The side comments I wrote above are things I'm observing as I write this document, but in the moment, I probably wasn't aware of any of it.

In the moment, I had no idea why things weren't working, and was just trying lots of different things.

This is basically rummaging here. I didn't have a clear idea what I was looking for, but I had a sense that something was wrong, and was mostly typing on autopilot.

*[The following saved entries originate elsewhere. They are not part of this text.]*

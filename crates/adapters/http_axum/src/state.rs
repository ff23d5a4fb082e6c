//! Shared application state for axum handlers.

use std::sync::Arc;

use sunshare_app::ports::{ReadingRepository, TariffRepository, UnitRepository};
use sunshare_app::services::settlement_service::SettlementService;

/// Application state shared across all axum handlers.
///
/// Generic over the repository types to avoid dynamic dispatch. `Clone` is
/// implemented manually so the repositories need not be `Clone`; only the
/// `Arc` wrapper is cloned.
pub struct AppState<UR, RR, TR> {
    /// Network settlement service.
    pub settlement_service: Arc<SettlementService<UR, RR, TR>>,
}

impl<UR, RR, TR> Clone for AppState<UR, RR, TR> {
    fn clone(&self) -> Self {
        Self {
            settlement_service: Arc::clone(&self.settlement_service),
        }
    }
}

impl<UR, RR, TR> AppState<UR, RR, TR>
where
    UR: UnitRepository + Send + Sync + 'static,
    RR: ReadingRepository + Send + Sync + 'static,
    TR: TariffRepository + Send + Sync + 'static,
{
    /// Create a new application state from a service instance.
    pub fn new(settlement_service: SettlementService<UR, RR, TR>) -> Self {
        Self::from_arc(Arc::new(settlement_service))
    }

    /// Create a new application state from a service already shared elsewhere.
    pub fn from_arc(settlement_service: Arc<SettlementService<UR, RR, TR>>) -> Self {
        Self { settlement_service }
    }
}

I probably issued all of the above commands within the span of 30 seconds or so.

Eventually, my brain caught up to my fingers, I noticed the missing period in a., and typed what I really wanted to type:

  'apples' i.a.
6 6 6 6 6 6 6 6 6 6 6 6 6 6 6 6 6 6 6 6 6 6 6 6 6 6 6 6 6 6 6 6 6 6 6 6 6 6
6 6 6 6 6 6 6 6 6 6 6 6 6 6 6 6 6 6 6 6 6 6 6 6 6 6 6 6 6 6 6 6 6 6 6 6 6 6
6 6 6 6 6 6 6 6 6 6 6 6 6 6 6 6 6 6 6 6 6 0 6 6 6 4 6 6 6 6 6 6 3 6 6 6 1 6
6 5 6 6 6 6 6 6 6 6 6 6 6 6 ...

This result is also completely unexpected to me.

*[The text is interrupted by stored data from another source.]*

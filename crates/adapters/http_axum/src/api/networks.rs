//! Network balance handlers.

use std::str::FromStr;

use axum::Json;
use axum::extract::{Path, Query, State};
use axum::http::header;
use axum::response::{IntoResponse, Response};
use serde::Deserialize;

use sunshare_app::ports::{ReadingRepository, TariffRepository, UnitRepository};
use sunshare_domain::error::{SettlementError, SunshareError, ValidationError};
use sunshare_domain::id::NetworkId;
use sunshare_domain::period::Period;
use sunshare_domain::settlement::SettlementResult;
use sunshare_domain::time::Timestamp;

use crate::error::ApiError;
use crate::export;
use crate::state::AppState;

/// Period selection for a balance query.
///
/// Either `year` and `month` (a calendar month in UTC), or `from` and `to`
/// (RFC 3339, inclusive).
#[derive(Debug, Default, Deserialize)]
pub struct BalanceQuery {
    pub year: Option<i32>,
    pub month: Option<u32>,
    pub from: Option<String>,
    pub to: Option<String>,
}

impl BalanceQuery {
    /// Resolve the requested settlement period.
    pub fn period(&self) -> Result<Period, ApiError> {
        match (self.year, self.month, self.from.as_deref(), self.to.as_deref()) {
            (Some(year), Some(month), None, None) => Ok(Period::month(year, month)?),
            (None, None, Some(from), Some(to)) => {
                Ok(Period::new(parse_timestamp(from)?, parse_timestamp(to)?)?)
            }
            _ => Err(SettlementError::InvalidPeriod {
                reason: "expected either year and month, or from and to".to_string(),
            }
            .into()),
        }
    }
}

fn parse_timestamp(value: &str) -> Result<Timestamp, ApiError> {
    chrono::DateTime::parse_from_rfc3339(value)
        .map(|dt| dt.to_utc())
        .map_err(|_| {
            ApiError::from(SunshareError::Validation(ValidationError::InvalidTimestamp(
                value.to_owned(),
            )))
        })
}

fn parse_network_id(value: &str) -> Result<NetworkId, ApiError> {
    NetworkId::from_str(value).map_err(|err| SunshareError::from(err).into())
}

async fn settle<UR, RR, TR>(
    state: &AppState<UR, RR, TR>,
    id: &str,
    params: &BalanceQuery,
) -> Result<SettlementResult, ApiError>
where
    UR: UnitRepository + Send + Sync + 'static,
    RR: ReadingRepository + Send + Sync + 'static,
    TR: TariffRepository + Send + Sync + 'static,
{
    let network_id = parse_network_id(id)?;
    let period = params.period()?;
    let result = state.settlement_service.settle(network_id, period).await?;
    tracing::debug!(
        %network_id,
        units = result.units.len(),
        degraded = result.degraded_units.len(),
        "settled network"
    );
    Ok(result)
}

/// `GET /api/networks/{id}/balance?year=&month=` or `?from=&to=`
pub async fn balance<UR, RR, TR>(
    State(state): State<AppState<UR, RR, TR>>,
    Path(id): Path<String>,
    Query(params): Query<BalanceQuery>,
) -> Result<Json<SettlementResult>, ApiError>
where
    UR: UnitRepository + Send + Sync + 'static,
    RR: ReadingRepository + Send + Sync + 'static,
    TR: TariffRepository + Send + Sync + 'static,
{
    Ok(Json(settle(&state, &id, &params).await?))
}

/// `GET /api/networks/{id}/balance/csv?year=&month=` or `?from=&to=`
pub async fn balance_csv<UR, RR, TR>(
    State(state): State<AppState<UR, RR, TR>>,
    Path(id): Path<String>,
    Query(params): Query<BalanceQuery>,
) -> Result<Response, ApiError>
where
    UR: UnitRepository + Send + Sync + 'static,
    RR: ReadingRepository + Send + Sync + 'static,
    TR: TariffRepository + Send + Sync + 'static,
{
    let result = settle(&state, &id, &params).await?;
    let body = export::to_csv_string(&result)?;
    let filename = format!(
        "attachment; filename=\"balance-{}-{}.csv\"",
        result.network_id,
        result.period.start().format("%Y-%m")
    );

    Ok((
        [
            (header::CONTENT_TYPE, "text/csv; charset=utf-8".to_string()),
            (header::CONTENT_DISPOSITION, filename),
        ],
        body,
    )
        .into_response())
}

Once again, here is the description of dyadic i. (Index Of):

If rix is the rank of an item of x, then the shape of the result of x i. y is (-rix)}.$y . Each atom of the result is either #x or the index of the first occurrence among the items of x of the corresponding rix-cell of y.

The comparison in x i. y is tolerant, and fit can be used to specify the tolerance, as in i. !. t .

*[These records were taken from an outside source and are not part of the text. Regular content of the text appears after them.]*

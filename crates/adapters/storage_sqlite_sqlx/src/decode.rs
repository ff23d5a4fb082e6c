//! Column decoding helpers shared by the row wrappers.

use std::str::FromStr;

use sunshare_domain::time::Timestamp;

/// Parse a text column through [`FromStr`], surfacing failures as decode errors.
pub(crate) fn parse<T>(value: &str) -> Result<T, sqlx::Error>
where
    T: FromStr,
    T::Err: std::error::Error + Send + Sync + 'static,
{
    T::from_str(value).map_err(|err| sqlx::Error::Decode(Box::new(err)))
}

/// Parse a stored RFC 3339 timestamp.
pub(crate) fn timestamp(value: &str) -> Result<Timestamp, sqlx::Error> {
    chrono::DateTime::parse_from_rfc3339(value)
        .map(|ts| ts.to_utc())
        .map_err(|err| sqlx::Error::Decode(Box::new(err)))
}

I still don't understand why any of this would be useful, but I know #x means length (Tally) and 6 is the length of the string 'apples'.

Siting here writing this, I can see that the indices of the string 'apples' are 0 1 2 3 4 5 and so 6 is a perfectly logical "not found".

If you look closely, you can see that the numbers 0 1 3 4 5 all appear in that field of sixes, but 2 does not. That makes sense because:

   1 2 { 'apples'
pp

What's happening with the sixes is that given each ascii character, J is searching for its first position in the string 'apples'.

In other words, I had the parameters backwards, and what I should have typed was this:

   a.i.'apples'
97 112 112 108 101 115

And in fact, that is exactly the definition I eventually came up with for Ord:

ord =. a. & i.    NB. The '&' is an operator that transforms dyadic i. into
                  NB. a new verb (which I assigned to the variable 'ord')
                  NB. Now: (ord x) = ((a.&i.) x) = (a. i. x)
                  NB. This transformation is called "partial application".

   ord 'apples'
97 112 112 108 101 115

However, in the moment, the giant pile of sixes made no sense to me, and I wasn't able to follow this train of thought.

Instead, my failed attempt to use double quotes for a string reminded me of the concept of rank, and so I took a wrong turn.

(to be continued…)

10 NOTE . epilogue : a built in function

   load 'convert'
   toupper
3 : 0
x=. I. 26 > n=. ((97+i.26){a.) i. t=. ,y
($y) $ ((x{n) { (65+i.26){a.) x}t
)

Footnotes:

1

the monadic verb \plus x actually produces the complex conjugate of x.

2

In turbo pascal, strings were always 256 bytes, with the first byte representing a length. This upstr function takes a string by value, meaning all 256 bytes are copied onto the stack. Changing the signature to procedure upstr( var s : string ); would have modified the string in place without making a copy, but I generally preferred the functional style, even back then.

3

Pascal is case-insensitive, so ord, Ord, ORD, etc. all refer to the same thing.

4

Characters at the time were 8 bits. ASCII only specifies 128 ncharacters, 32 of which are invisible control codes. If you were an american writing code for DOS back in the day, you probably had several printouts of the CP437 character set lying around.

5

Looking back now, I wonder if the J phrasebook might have been a more helpful starting point.

6

Over and over in J, I find that the verb I want is just a specific instance of some more general operation. I introduced +. earlier as greatest common divisor, but it's also the logical OR operator. This might seem like some crazy operator overloading, but that's not the case: logical OR just happens to be a special case of GCD.